**PROBLEM DETAILS**
In the records below, find the line that contains "self.report.reached = true;" and the line that contains "let target_vec = self.path.points_m[self.nav.target_index]". Set down exactly those lines and every line between them, and nothing more.

**ENTRIES SHOWN**
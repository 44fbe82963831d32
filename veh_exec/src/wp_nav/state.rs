//! Implementations for the WpNav state structures

// ---------------------------------------------------------------------------
// IMPORTS
// ---------------------------------------------------------------------------

// External
use log::{debug, warn};
use nalgebra::{UnitQuaternion, Vector3};
use serde::{Deserialize, Serialize};

// Internal
use super::{Params, WpNavError};
use crate::body::Pose;
use util::maths::clamp01;

// ---------------------------------------------------------------------------
// DATA STRUCTURES
// ---------------------------------------------------------------------------

/// An ordered sequence of waypoint positions.
///
/// The path is immutable during navigation; index and direction live in
/// [`NavState`].
#[derive(Debug, Clone, Default, Serialize, Deserialize)]
pub struct WaypointPath {
    pub points_m: Vec<Vector3<f64>>,
}

/// Mutable navigation state over a [`WaypointPath`].
#[derive(Debug, Clone, Copy, Serialize)]
pub struct NavState {
    /// Index of the current target waypoint, always in `[0, len - 1]`.
    pub target_index: usize,

    /// Sweep direction along the path, `+1` or `-1`.
    pub direction: i32,
}

/// Waypoint navigation module state
#[derive(Debug, Clone, Default)]
pub struct WpNav {
    pub(crate) params: Params,

    pub(crate) path: WaypointPath,

    pub(crate) nav: NavState,

    pub(crate) report: StatusReport,
}

/// Status report for WpNav processing.
#[derive(Debug, Clone, Copy, Default, Serialize)]
pub struct StatusReport {
    /// The current target waypoint index
    pub target_index: usize,

    /// The current sweep direction
    pub direction: i32,

    /// Distance from the body to the current target
    pub distance_to_target_m: f64,

    /// True if the target was reached (and advanced) this tick
    pub reached: bool,
}

// ---------------------------------------------------------------------------
// IMPLEMENTATIONS
// ---------------------------------------------------------------------------

impl Default for NavState {
    fn default() -> Self {
        NavState {
            target_index: 0,
            direction: 1,
        }
    }
}

impl WaypointPath {
    /// Create a path from a list of points.
    ///
    /// An empty list is an error; a single-point path is allowed but
    /// degenerate (the navigator will never advance on it).
    pub fn from_points(points_m: Vec<Vector3<f64>>) -> Result<Self, WpNavError> {
        if points_m.is_empty() {
            return Err(WpNavError::EmptyPath);
        }

        Ok(Self { points_m })
    }

    /// Get the number of points in the path
    pub fn get_num_points(&self) -> usize {
        self.points_m.len()
    }

    pub fn is_empty(&self) -> bool {
        self.points_m.is_empty()
    }
}

impl WpNav {
    /// Initialise the WpNav module.
    ///
    /// Expected init data is the path to the parameter file. A parameter
    /// file with no waypoints leaves the module degraded: navigation steps
    /// are skipped rather than failing.
    pub fn init(params_path: &str) -> Result<Self, WpNavError> {
        let params: Params = util::params::load(params_path)?;

        let path = match WaypointPath::from_points(
            params.waypoints_m.iter().map(|p| Vector3::from(*p)).collect(),
        ) {
            Ok(p) => p,
            Err(WpNavError::EmptyPath) => {
                warn!("No waypoints configured, navigation will be skipped");
                WaypointPath::default()
            }
            Err(e) => return Err(e),
        };

        Ok(Self::with_params(params, path))
    }

    /// Build the module directly from a parameter set and path.
    pub fn with_params(params: Params, path: WaypointPath) -> Self {
        Self {
            params,
            path,
            nav: NavState::default(),
            report: StatusReport::default(),
        }
    }

    pub fn get_path(&self) -> &WaypointPath {
        &self.path
    }

    pub fn get_nav_state(&self) -> NavState {
        self.nav
    }

    /// Perform one navigation step from the given pose.
    ///
    /// Returns the new pose to write back to the body, or `None` if no path
    /// is configured, along with the status report for this tick.
    pub fn step(&mut self, pose: &Pose, dt_s: f64) -> (Option<Pose>, StatusReport) {
        self.report = StatusReport::default();

        if self.path.is_empty() {
            return (None, self.report);
        }

        // Advance the target if the body is within the reach radius
        let distance_m = (self.path.points_m[self.nav.target_index] - pose.position_m).norm();

        if distance_m < self.params.reach_distance_m {
            self.advance_target();
            self.report.reached = true;
        }

        // Turn the heading toward the (possibly new) target. If the body
        // sits exactly on the target there is no direction to face, so the
        // heading update is skipped for this tick.
        let target_vec = self.path.points_m[self.nav.target_index] - pose.position_m;
        let mut attitude_q = pose.attitude_q;

        if target_vec.norm() > 0.0 {
            let target_q = UnitQuaternion::face_towards(&target_vec, &Pose::up());
            let slerp_t = clamp01(self.params.heading_rate_per_s * dt_s);

            if let Some(q) = attitude_q.try_slerp(&target_q, slerp_t, 1.0e-9) {
                attitude_q = q;
            }
        }

        // Translate forward along the body's own heading axis
        let new_pose = Pose {
            position_m: pose.position_m
                + (attitude_q * Vector3::z()) * self.params.waypoint_speed_mps * dt_s,
            attitude_q,
        };

        self.report.target_index = self.nav.target_index;
        self.report.direction = self.nav.direction;
        self.report.distance_to_target_m =
            (self.path.points_m[self.nav.target_index] - new_pose.position_m).norm();

        (Some(new_pose), self.report)
    }

    /// Re-anchor the navigation state to the path point nearest the given
    /// pose, used on startup and on every Manual to AutoWaypoint transition.
    pub fn seed_nearest(&mut self, pose: &Pose) {
        if self.path.is_empty() {
            return;
        }

        let mut nearest_index = 0;
        let mut nearest_distance_m = f64::MAX;

        for (i, point) in self.path.points_m.iter().enumerate() {
            let distance_m = (point - pose.position_m).norm();
            if distance_m < nearest_distance_m {
                nearest_distance_m = distance_m;
                nearest_index = i;
            }
        }

        self.nav.target_index = nearest_index;

        // Sweep direction: at an endpoint the only way is inward, otherwise
        // head toward the nearer neighbour. An exact tie picks -1, matching
        // the strict `<` comparison.
        let last_index = self.path.get_num_points() - 1;
        self.nav.direction = if nearest_index == 0 {
            1
        } else if nearest_index == last_index {
            -1
        } else {
            let dist_next_m = (self.path.points_m[nearest_index + 1] - pose.position_m).norm();
            let dist_prev_m = (self.path.points_m[nearest_index - 1] - pose.position_m).norm();

            if dist_next_m < dist_prev_m {
                1
            } else {
                -1
            }
        };

        debug!(
            "WpNav seeded: nearest waypoint {} ({:.3} m away), direction {}",
            nearest_index, nearest_distance_m, self.nav.direction
        );
    }

    /// Advance the target index one step along the sweep, reversing at the
    /// path endpoints.
    ///
    /// A path with fewer than two points cannot be swept, so advancing is a
    /// no-op there.
    fn advance_target(&mut self) {
        let num_points = self.path.get_num_points();
        if num_points < 2 {
            return;
        }

        let next = self.nav.target_index as i64 + self.nav.direction as i64;

        if next >= num_points as i64 {
            self.nav.target_index = num_points - 2;
            self.nav.direction = -1;
        } else if next < 0 {
            self.nav.target_index = 1;
            self.nav.direction = 1;
        } else {
            self.nav.target_index = next as usize;
        }
    }
}

#[cfg(test)]
mod test {
    use super::*;
    use approx::assert_relative_eq;

    fn test_params() -> Params {
        Params {
            reach_distance_m: 0.5,
            waypoint_speed_mps: 3.0,
            heading_rate_per_s: 2.0,
            waypoints_m: vec![],
        }
    }

    fn nav_over(points: Vec<Vector3<f64>>) -> WpNav {
        WpNav::with_params(test_params(), WaypointPath::from_points(points).unwrap())
    }

    fn pose_at(x: f64, y: f64, z: f64) -> Pose {
        Pose {
            position_m: Vector3::new(x, y, z),
            ..Pose::default()
        }
    }

    #[test]
    fn test_empty_path_is_error() {
        assert!(matches!(
            WaypointPath::from_points(vec![]),
            Err(WpNavError::EmptyPath)
        ));
    }

    #[test]
    fn test_sweep_with_endpoint_reversal() {
        // Path [A, B, C] along the z axis
        let mut nav = nav_over(vec![
            Vector3::new(0.0, 0.0, 0.0),
            Vector3::new(0.0, 0.0, 10.0),
            Vector3::new(0.0, 0.0, 20.0),
        ]);

        // Within A's reach radius: advance to B
        nav.step(&pose_at(0.0, 0.0, 0.1), 0.02);
        assert_eq!(nav.get_nav_state().target_index, 1);
        assert_eq!(nav.get_nav_state().direction, 1);

        // Reach B: advance to C
        nav.step(&pose_at(0.0, 0.0, 10.1), 0.02);
        assert_eq!(nav.get_nav_state().target_index, 2);

        // Reach C (the last point): reverse back onto B
        nav.step(&pose_at(0.0, 0.0, 20.1), 0.02);
        assert_eq!(nav.get_nav_state().target_index, 1);
        assert_eq!(nav.get_nav_state().direction, -1);

        // Sweep back down: B then A, then reverse again at the front
        nav.step(&pose_at(0.0, 0.0, 10.1), 0.02);
        assert_eq!(nav.get_nav_state().target_index, 0);
        nav.step(&pose_at(0.0, 0.0, 0.1), 0.02);
        assert_eq!(nav.get_nav_state().target_index, 1);
        assert_eq!(nav.get_nav_state().direction, 1);
    }

    #[test]
    fn test_single_point_path_never_advances() {
        let mut nav = nav_over(vec![Vector3::new(0.0, 0.0, 0.0)]);

        // Standing on the single waypoint: no index change, no direction
        // change, no panic
        for _ in 0..10 {
            let (pose, report) = nav.step(&pose_at(0.0, 0.0, 0.1), 0.02);
            assert!(pose.is_some());
            assert!(report.reached);
            assert_eq!(nav.get_nav_state().target_index, 0);
            assert_eq!(nav.get_nav_state().direction, 1);
        }
    }

    #[test]
    fn test_seed_nearest_endpoints() {
        let points = vec![
            Vector3::new(0.0, 0.0, 0.0),
            Vector3::new(0.0, 0.0, 10.0),
            Vector3::new(0.0, 0.0, 20.0),
        ];

        // Nearest the first point: sweep forward
        let mut nav = nav_over(points.clone());
        nav.seed_nearest(&pose_at(0.0, 0.0, 1.0));
        assert_eq!(nav.get_nav_state().target_index, 0);
        assert_eq!(nav.get_nav_state().direction, 1);

        // Nearest the last point: sweep backward
        let mut nav = nav_over(points);
        nav.seed_nearest(&pose_at(0.0, 0.0, 19.0));
        assert_eq!(nav.get_nav_state().target_index, 2);
        assert_eq!(nav.get_nav_state().direction, -1);
    }

    #[test]
    fn test_seed_nearest_interior_follows_nearer_neighbour() {
        // Five points, body nearest index 2 but biased toward index 3
        let points = vec![
            Vector3::new(0.0, 0.0, 0.0),
            Vector3::new(0.0, 0.0, 10.0),
            Vector3::new(0.0, 0.0, 20.0),
            Vector3::new(0.0, 0.0, 30.0),
            Vector3::new(0.0, 0.0, 40.0),
        ];

        let mut nav = nav_over(points.clone());
        nav.seed_nearest(&pose_at(0.0, 0.0, 22.0));
        assert_eq!(nav.get_nav_state().target_index, 2);
        assert_eq!(nav.get_nav_state().direction, 1);

        let mut nav = nav_over(points);
        nav.seed_nearest(&pose_at(0.0, 0.0, 18.0));
        assert_eq!(nav.get_nav_state().target_index, 2);
        assert_eq!(nav.get_nav_state().direction, -1);
    }

    #[test]
    fn seed_direction_tie_breaks_backward() {
        // Body exactly on index 2, equidistant from both neighbours. The
        // strict less-than comparison means the tie resolves to -1.
        let mut nav = nav_over(vec![
            Vector3::new(0.0, 0.0, 0.0),
            Vector3::new(0.0, 0.0, 10.0),
            Vector3::new(0.0, 0.0, 20.0),
            Vector3::new(0.0, 0.0, 30.0),
            Vector3::new(0.0, 0.0, 40.0),
        ]);
        nav.seed_nearest(&pose_at(0.0, 0.0, 20.0));
        assert_eq!(nav.get_nav_state().target_index, 2);
        assert_eq!(nav.get_nav_state().direction, -1);
    }

    #[test]
    fn test_step_translates_along_heading() {
        // Body already facing its distant target: heading barely changes
        // and the translation is along the forward axis
        let mut nav = nav_over(vec![Vector3::new(0.0, 0.0, 100.0)]);
        let pose = pose_at(0.0, 0.0, 0.0);

        let (new_pose, report) = nav.step(&pose, 0.02);
        let new_pose = new_pose.unwrap();

        assert!(!report.reached);
        assert_relative_eq!(
            new_pose.position_m,
            Vector3::new(0.0, 0.0, 3.0 * 0.02),
            epsilon = 1e-9
        );
    }

    #[test]
    fn test_heading_update_skipped_on_target() {
        // Body exactly on its only waypoint: no direction to face, pose
        // attitude must be untouched and finite
        let mut nav = nav_over(vec![Vector3::new(0.0, 0.0, 0.0)]);
        let pose = pose_at(0.0, 0.0, 0.0);

        let (new_pose, _) = nav.step(&pose, 0.02);
        let new_pose = new_pose.unwrap();

        assert_relative_eq!(
            new_pose.attitude_q.into_inner(),
            pose.attitude_q.into_inner()
        );
        assert!(new_pose.position_m.iter().all(|v| v.is_finite()));
    }

    #[test]
    fn test_unconfigured_path_skips_navigation() {
        let mut nav = WpNav::with_params(test_params(), WaypointPath::default());
        let (pose, _) = nav.step(&pose_at(0.0, 0.0, 0.0), 0.02);
        assert!(pose.is_none());
    }
}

**TASK RESULT**
            self.report.reached = true;
        }

        // Turn the heading toward the (possibly new) target. If the body
        // sits exactly on the target there is no direction to face, so the
        // heading update is skipped for this tick.
        let target_vec = self.path.points_m[self.nav.target_index] - pose.position_m;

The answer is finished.